When your business is growing and you decide it’s time to hire employees, it’s also time to familiarize yourself with W-2 filing requirements. The W-2 is required by the federal government to report the annual wages you pay to employees and the variety of taxes that you’re obligated to withhold. A W-2 isn’t necessary in some situations, but if it is and you miss the filing deadline, the financial consequences can be fairly severe.

When to Issue W-2s

When you provide an employee with total annual compensation of $600 or more that is subject to income tax, Social Security tax or Medicare tax withholding, you need to prepare a W-2 for that employee.
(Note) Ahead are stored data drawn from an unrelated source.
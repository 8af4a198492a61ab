use crate::value::Value;

/// Metadata for one mapped column.
///
/// `field` is the logical name used in code; `name` is the physical
/// identifier emitted in SQL (lower-cased logical name unless overridden).
#[derive(Debug, Clone, PartialEq, Eq)]
pub struct ColumnDescriptor {
    pub field: &'static str,
    pub name: String,
    pub primary: bool,
    pub generated: bool,
}

/// Resolved table/column mapping for an entity type.
///
/// Built once per type via [`EntityDescriptor::builder`] and cached by the
/// [`crate::DescriptorRegistry`]; immutable after construction.
#[derive(Debug, Clone, PartialEq, Eq)]
pub struct EntityDescriptor {
    table: String,
    columns: Vec<ColumnDescriptor>,
}

impl EntityDescriptor {
    pub fn builder(table: impl Into<String>) -> EntityDescriptorBuilder {
        EntityDescriptorBuilder {
            table: table.into(),
            columns: Vec::new(),
        }
    }

    /// A builder whose table name defaults to the lower-cased type name of
    /// `T` (path segments stripped). Use [`Self::builder`] to override.
    pub fn builder_for<T>() -> EntityDescriptorBuilder {
        let name = std::any::type_name::<T>();
        let name = name.rsplit("::").next().unwrap_or(name);
        Self::builder(name.to_lowercase())
    }

    pub fn table(&self) -> &str {
        &self.table
    }

    /// All columns in declaration order.
    pub fn columns(&self) -> &[ColumnDescriptor] {
        &self.columns
    }

    /// The designated identity column, if one is declared.
    pub fn primary(&self) -> Option<&ColumnDescriptor> {
        self.columns.iter().find(|c| c.primary)
    }

    /// Non-identity columns in declaration order.
    pub fn regular_columns(&self) -> impl Iterator<Item = &ColumnDescriptor> {
        self.columns.iter().filter(|c| !c.primary)
    }

    /// Columns in the order the result mapper visits them: regular columns
    /// first, then the identity column.
    pub fn mapping_columns(&self) -> impl Iterator<Item = &ColumnDescriptor> {
        self.regular_columns()
            .chain(self.columns.iter().filter(|c| c.primary))
    }

    /// Resolve a logical field name to its column.
    pub fn resolve_field(&self, field: &str) -> Option<&ColumnDescriptor> {
        self.columns.iter().find(|c| c.field == field)
    }
}

/// Explicit, static descriptor construction — the declaration mechanism
/// entity types implement [`Entity::descriptor`] with.
///
/// # Example
///
/// ```ignore
/// fn descriptor() -> EntityDescriptor {
///     EntityDescriptor::builder("person")
///         .primary_key("id")
///         .column("name")
///         .column_named("created_at", "CREATED_AT")
///         .build()
/// }
/// ```
pub struct EntityDescriptorBuilder {
    table: String,
    columns: Vec<ColumnDescriptor>,
}

impl EntityDescriptorBuilder {
    /// A regular column whose physical name is the lower-cased field name.
    pub fn column(self, field: &'static str) -> Self {
        let name = field.to_lowercase();
        self.column_named(field, name)
    }

    /// A regular column with an explicit physical name.
    pub fn column_named(mut self, field: &'static str, name: impl Into<String>) -> Self {
        self.columns.push(ColumnDescriptor {
            field,
            name: name.into(),
            primary: false,
            generated: false,
        });
        self
    }

    /// The generated identity column; physical name defaults like
    /// [`Self::column`].
    pub fn primary_key(self, field: &'static str) -> Self {
        let name = field.to_lowercase();
        self.primary_key_named(field, name)
    }

    /// The generated identity column with an explicit physical name.
    pub fn primary_key_named(mut self, field: &'static str, name: impl Into<String>) -> Self {
        self.columns.push(ColumnDescriptor {
            field,
            name: name.into(),
            primary: true,
            generated: true,
        });
        self
    }

    pub fn build(self) -> EntityDescriptor {
        EntityDescriptor {
            table: self.table,
            columns: self.columns,
        }
    }
}

/// A statically described database entity.
///
/// The descriptor replaces the decorator/reflection metadata of classic
/// ORMs with an explicit, pure declaration; `value_of`/`set_value` are the
/// two seams the mapper and the statement builders use to move data in and
/// out of instances.
///
/// # Example
///
/// ```ignore
/// #[derive(Debug, Default, Clone)]
/// struct Person {
///     id: Option<i64>,
///     name: String,
/// }
///
/// impl Entity for Person {
///     type Id = i64;
///
///     fn descriptor() -> EntityDescriptor {
///         EntityDescriptor::builder("person")
///             .primary_key("id")
///             .column("name")
///             .build()
///     }
///
///     fn value_of(&self, field: &str) -> Value {
///         match field {
///             "id" => self.id.into(),
///             "name" => self.name.as_str().into(),
///             _ => Value::Null,
///         }
///     }
///
///     fn set_value(&mut self, field: &str, value: Value) {
///         match (field, value) {
///             ("id", Value::Int(v)) => self.id = Some(v),
///             ("name", Value::Text(v)) => self.name = v,
///             _ => {}
///         }
///     }
/// }
/// ```
pub trait Entity: Default + Send + Sync + 'static {
    /// The identity type, convertible into a bind [`Value`]. Types without
    /// an identity column still pick one (it is never used for them).
    type Id: Clone + Into<Value> + Send + Sync + 'static;

    /// Build the descriptor for this type. Must be a pure function of
    /// static metadata; the registry calls it once per process.
    fn descriptor() -> EntityDescriptor;

    /// Read the value carried by a logical field. `Value::Null` means the
    /// field is not set.
    fn value_of(&self, field: &str) -> Value;

    /// Write a value into a logical field. Unknown fields and mismatched
    /// value kinds are ignored, leaving the field at its current value.
    fn set_value(&mut self, field: &str, value: Value);
}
However, if an employee’s level of compensation satisfies the $600 threshold and isn’t subject to Medicare or Social Security tax withholding, a W-2 is still required even if no income tax withholding was necessary if the only reason was because the employee reported more than one allowance on her W-4.

W-2 Filing Deadline

Once you determine which employees you’re responsible for filing W-2 forms for, you should keep in mind two separate filing deadlines. You must provide a complete and accurate copy of the W-2 form to each employee by Jan. 31, meaning you only have one month after the relevant tax year to prepare the forms. A second copy of the W-2 must be filed with the Social Security Administration (SSA) no later than the last day of February when filing by mail. However, if you file your W-2s electronically, you have until April 1. If you miss either of these deadlines, you may be subject to monetary penalties.

Late Filing Penalties

For every W-2 that you fail to file with the SSA, or file incorrectly, you will be subject to a $30 penalty if you file a correct copy no later than the 30 days after the deadline. The penalty increases to $60 for W-2s that are more than 30 days late but which you file by Aug. 1. And if you don’t file an accurate W-2 at all or do so after Aug. 1, the penalty increases again to $100. In situations where it’s determined that the missed deadline was caused by willful neglect or an intentional disregard of the law, the penalty becomes $250 for each W-2. To avoid paying the penalty, you’ll need to show that you had reasonable cause, meaning it was impossible for you to file by the deadline — not just inconvenient.

Employee Copy Penalties

Separate penalties exist for failing to furnish each employee a copy of his W-2 by Jan. 31. Noncompliance also includes furnishing a W-2 that lacks the required information or that reports incorrect information. If you’re subject to these penalties, they are in addition to, and exactly the same as, the penalties for missing the SSA deadlines. However, minor or inconsequential errors or omissions will not subject you to the penalty, but keep in mind that reporting incorrect dollar amounts on a W-2 is never inconsequential.